How to complete this task: Below are the records; print them all without any alteration.

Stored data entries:
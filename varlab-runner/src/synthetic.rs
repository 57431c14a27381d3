//! Synthetic quote surfaces for demos and integration tests.
//!
//! Prices a Black-Scholes surface day by day with a seeded random walk in
//! volatility (plus occasional spikes) so the downstream pipeline has
//! something mean-reverting to trade. Deterministic for a fixed seed.

use chrono::{Datelike, NaiveDate};
use rand::rngs::StdRng;
use rand::{Rng, SeedableRng};
use serde::{Deserialize, Serialize};

use varlab_core::domain::QuoteRecord;

/// Generator parameters.
#[derive(Debug, Clone, Serialize, Deserialize)]
pub struct SyntheticConfig {
    pub seed: u64,
    pub n_days: usize,
    pub start_date: NaiveDate,
    pub expiry: NaiveDate,
    pub spot: f64,
    /// Long-run volatility the daily vol reverts toward.
    pub base_vol: f64,
    /// Daily probability of a volatility spike.
    pub spike_probability: f64,
    /// Strike grid half-width around spot, in strike steps.
    pub strikes_per_side: usize,
    pub strike_step: f64,
    /// Full bid/ask spread added around the model mid.
    pub spread: f64,
}

impl Default for SyntheticConfig {
    fn default() -> Self {
        Self {
            seed: 7,
            n_days: 120,
            start_date: NaiveDate::from_ymd_opt(2022, 1, 3).unwrap(),
            expiry: NaiveDate::from_ymd_opt(2022, 12, 30).unwrap(),
            spot: 100.0,
            base_vol: 0.2,
            spike_probability: 0.05,
            strikes_per_side: 30,
            strike_step: 2.0,
            spread: 0.1,
        }
    }
}

/// Generate one expiry's quote history as flat records, ready for
/// grouping into ladders (or for writing out as CSV).
pub fn generate_surface(config: &SyntheticConfig) -> Vec<QuoteRecord> {
    let mut rng = StdRng::seed_from_u64(config.seed);
    let mut records = Vec::new();
    let mut vol = config.base_vol;

    let mut date = config.start_date;
    let mut emitted = 0;
    while emitted < config.n_days && date < config.expiry {
        // Skip weekends to mimic a real quote calendar.
        if matches!(date.weekday(), chrono::Weekday::Sat | chrono::Weekday::Sun) {
            date = date.succ_opt().unwrap();
            continue;
        }

        // Mean-reverting vol walk with occasional spikes.
        let shock: f64 = rng.gen_range(-0.01..0.01);
        vol += 0.2 * (config.base_vol - vol) + shock;
        if rng.gen_bool(config.spike_probability) {
            vol += rng.gen_range(0.05..0.15);
        }
        vol = vol.clamp(0.05, 1.0);

        let t = (config.expiry - date).num_days().max(1) as f64 / 365.0;
        for i in 0..=(2 * config.strikes_per_side) {
            let offset = i as isize - config.strikes_per_side as isize;
            let strike = config.spot + offset as f64 * config.strike_step;
            if strike <= 0.0 {
                continue;
            }
            let (call, put) = bs_prices(config.spot, strike, vol, t);
            let half_spread = config.spread / 2.0;
            records.push(QuoteRecord {
                date,
                expiry: config.expiry,
                strike,
                underlying_price: config.spot,
                call_bid: Some((call - half_spread).max(0.0)),
                call_ask: Some(call + half_spread),
                put_bid: Some((put - half_spread).max(0.0)),
                put_ask: Some(put + half_spread),
            });
        }

        emitted += 1;
        date = date.succ_opt().unwrap();
    }

    records
}

/// Black-Scholes call and put prices with zero rate and dividend.
pub fn bs_prices(spot: f64, strike: f64, vol: f64, t: f64) -> (f64, f64) {
    let sqrt_t = t.sqrt();
    let d1 = ((spot / strike).ln() + 0.5 * vol * vol * t) / (vol * sqrt_t);
    let d2 = d1 - vol * sqrt_t;
    let call = spot * norm_cdf(d1) - strike * norm_cdf(d2);
    let put = strike * norm_cdf(-d2) - spot * norm_cdf(-d1);
    (call, put)
}

fn norm_cdf(x: f64) -> f64 {
    0.5 * (1.0 + erf(x / std::f64::consts::SQRT_2))
}

/// Abramowitz & Stegun 7.1.26, |error| < 1.5e-7.
fn erf(x: f64) -> f64 {
    let sign = if x < 0.0 { -1.0 } else { 1.0 };
    let x = x.abs();
    let t = 1.0 / (1.0 + 0.3275911 * x);
    let poly = t
        * (0.254829592
            + t * (-0.284496736 + t * (1.421413741 + t * (-1.453152027 + t * 1.061405429))));
    sign * (1.0 - poly * (-x * x).exp())
}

Response to the task:
filename varlab-runner/src/synthetic.rs
repository 57431c14a27381d3
//! Synthetic quote surfaces for demos and integration tests.
//!
//! Prices a Black-Scholes surface day by day with a seeded random walk in
//! volatility (plus occasional spikes) so the downstream pipeline has
//! something mean-reverting to trade. Deterministic for a fixed seed.

use chrono::{Datelike, NaiveDate};
use rand::rngs::StdRng;
use rand::{Rng, SeedableRng};
use serde::{Deserialize, Serialize};

use varlab_core::domain::QuoteRecord;

/// Generator parameters.
#[derive(Debug, Clone, Serialize, Deserialize)]
pub struct SyntheticConfig {
    pub seed: u64,
    pub n_days: usize,
    pub start_date: NaiveDate,
    pub expiry: NaiveDate,
    pub spot: f64,
    /// Long-run volatility the daily vol reverts toward.
    pub base_vol: f64,
    /// Daily probability of a volatility spike.
    pub spike_probability: f64,
    /// Strike grid half-width around spot, in strike steps.
    pub strikes_per_side: usize,
    pub strike_step: f64,
    /// Full bid/ask spread added around the model mid.
    pub spread: f64,
}

impl Default for SyntheticConfig {
    fn default() -> Self {
        Self {
            seed: 7,
            n_days: 120,
            start_date: NaiveDate::from_ymd_opt(2022, 1, 3).unwrap(),
            expiry: NaiveDate::from_ymd_opt(2022, 12, 30).unwrap(),
            spot: 100.0,
            base_vol: 0.2,
            spike_probability: 0.05,
            strikes_per_side: 30,
            strike_step: 2.0,
            spread: 0.1,
        }
    }
}

/// Generate one expiry's quote history as flat records, ready for
/// grouping into ladders (or for writing out as CSV).
pub fn generate_surface(config: &SyntheticConfig) -> Vec<QuoteRecord> {
    let mut rng = StdRng::seed_from_u64(config.seed);
    let mut records = Vec::new();
    let mut vol = config.base_vol;

    let mut date = config.start_date;
    let mut emitted = 0;
    while emitted < config.n_days && date < config.expiry {
        // Skip weekends to mimic a real quote calendar.
        if matches!(date.weekday(), chrono::Weekday::Sat | chrono::Weekday::Sun) {
            date = date.succ_opt().unwrap();
            continue;
        }

        // Mean-reverting vol walk with occasional spikes.
        let shock: f64 = rng.gen_range(-0.01..0.01);
        vol += 0.2 * (config.base_vol - vol) + shock;
        if rng.gen_bool(config.spike_probability) {
            vol += rng.gen_range(0.05..0.15);
        }
        vol = vol.clamp(0.05, 1.0);

        let t = (config.expiry - date).num_days().max(1) as f64 / 365.0;
        for i in 0..=(2 * config.strikes_per_side) {
            let offset = i as isize - config.strikes_per_side as isize;
            let strike = config.spot + offset as f64 * config.strike_step;
            if strike <= 0.0 {
                continue;
            }
            let (call, put) = bs_prices(config.spot, strike, vol, t);
            let half_spread = config.spread / 2.0;
            records.push(QuoteRecord {
                date,
                expiry: config.expiry,
                strike,
                underlying_price: config.spot,
                call_bid: Some((call - half_spread).max(0.0)),
                call_ask: Some(call + half_spread),
                put_bid: Some((put - half_spread).max(0.0)),
                put_ask: Some(put + half_spread),
            });
        }

        emitted += 1;
        date = date.succ_opt().unwrap();
    }

    records
}

/// Black-Scholes call and put prices with zero rate and dividend.
pub fn bs_prices(spot: f64, strike: f64, vol: f64, t: f64) -> (f64, f64) {
    let sqrt_t = t.sqrt();
    let d1 = ((spot / strike).ln() + 0.5 * vol * vol * t) / (vol * sqrt_t);
    let d2 = d1 - vol * sqrt_t;
    let call = spot * norm_cdf(d1) - strike * norm_cdf(d2);
    let put = strike * norm_cdf(-d2) - spot * norm_cdf(-d1);
    (call, put)
}

fn norm_cdf(x: f64) -> f64 {
    0.5 * (1.0 + erf(x / std::f64::consts::SQRT_2))
}

/// Abramowitz & Stegun 7.1.26, |error| < 1.5e-7.
fn erf(x: f64) -> f64 {
    let sign = if x < 0.0 { -1.0 } else { 1.0 };
    let x = x.abs();
    let t = 1.0 / (1.0 + 0.3275911 * x);
    let poly = t
        * (0.254829592
            + t * (-0.284496736 + t * (1.421413741 + t * (-1.453152027 + t * 1.061405429))));
    sign * (1.0 - poly * (-x * x).exp())
}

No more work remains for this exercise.